Work task:
Nothing in the records may be left out or reworded; return them exactly.
⟨
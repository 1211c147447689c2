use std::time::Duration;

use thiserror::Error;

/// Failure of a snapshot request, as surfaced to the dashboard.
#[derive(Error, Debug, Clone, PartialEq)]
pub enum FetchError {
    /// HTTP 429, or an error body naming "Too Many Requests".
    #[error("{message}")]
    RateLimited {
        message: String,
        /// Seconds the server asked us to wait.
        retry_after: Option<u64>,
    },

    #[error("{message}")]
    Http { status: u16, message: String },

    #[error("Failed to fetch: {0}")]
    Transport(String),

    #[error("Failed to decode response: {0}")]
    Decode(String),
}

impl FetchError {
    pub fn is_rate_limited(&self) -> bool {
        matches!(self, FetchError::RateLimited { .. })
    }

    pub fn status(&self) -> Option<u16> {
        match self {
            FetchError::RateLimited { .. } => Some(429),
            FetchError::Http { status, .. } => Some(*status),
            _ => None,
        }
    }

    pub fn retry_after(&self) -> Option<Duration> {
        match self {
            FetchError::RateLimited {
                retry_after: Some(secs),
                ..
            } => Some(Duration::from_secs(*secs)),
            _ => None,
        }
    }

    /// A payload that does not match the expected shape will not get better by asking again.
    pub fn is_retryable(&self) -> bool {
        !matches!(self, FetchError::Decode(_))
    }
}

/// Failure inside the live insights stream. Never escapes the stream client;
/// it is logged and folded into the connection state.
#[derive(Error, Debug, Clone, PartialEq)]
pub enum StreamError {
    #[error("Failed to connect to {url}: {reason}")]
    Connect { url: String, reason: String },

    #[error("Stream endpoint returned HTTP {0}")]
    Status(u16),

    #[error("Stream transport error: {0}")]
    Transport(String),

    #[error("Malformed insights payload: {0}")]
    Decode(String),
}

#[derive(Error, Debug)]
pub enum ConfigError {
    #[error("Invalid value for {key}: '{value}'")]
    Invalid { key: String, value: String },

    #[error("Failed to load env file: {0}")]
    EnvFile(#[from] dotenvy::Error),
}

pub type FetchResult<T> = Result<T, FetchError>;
⟩
Output below:
repository 1211c147447689c2
use std::time::Duration;

use thiserror::Error;

/// Failure of a snapshot request, as surfaced to the dashboard.
#[derive(Error, Debug, Clone, PartialEq)]
pub enum FetchError {
    /// HTTP 429, or an error body naming "Too Many Requests".
    #[error("{message}")]
    RateLimited {
        message: String,
        /// Seconds the server asked us to wait.
        retry_after: Option<u64>,
    },

    #[error("{message}")]
    Http { status: u16, message: String },

    #[error("Failed to fetch: {0}")]
    Transport(String),

    #[error("Failed to decode response: {0}")]
    Decode(String),
}

impl FetchError {
    pub fn is_rate_limited(&self) -> bool {
        matches!(self, FetchError::RateLimited { .. })
    }

    pub fn status(&self) -> Option<u16> {
        match self {
            FetchError::RateLimited { .. } => Some(429),
            FetchError::Http { status, .. } => Some(*status),
            _ => None,
        }
    }

    pub fn retry_after(&self) -> Option<Duration> {
        match self {
            FetchError::RateLimited {
                retry_after: Some(secs),
                ..
            } => Some(Duration::from_secs(*secs)),
            _ => None,
        }
    }

    /// A payload that does not match the expected shape will not get better by asking again.
    pub fn is_retryable(&self) -> bool {
        !matches!(self, FetchError::Decode(_))
    }
}

/// Failure inside the live insights stream. Never escapes the stream client;
/// it is logged and folded into the connection state.
#[derive(Error, Debug, Clone, PartialEq)]
pub enum StreamError {
    #[error("Failed to connect to {url}: {reason}")]
    Connect { url: String, reason: String },

    #[error("Stream endpoint returned HTTP {0}")]
    Status(u16),

    #[error("Stream transport error: {0}")]
    Transport(String),

    #[error("Malformed insights payload: {0}")]
    Decode(String),
}

#[derive(Error, Debug)]
pub enum ConfigError {
    #[error("Invalid value for {key}: '{value}'")]
    Invalid { key: String, value: String },

    #[error("Failed to load env file: {0}")]
    EnvFile(#[from] dotenvy::Error),
}

pub type FetchResult<T> = Result<T, FetchError>;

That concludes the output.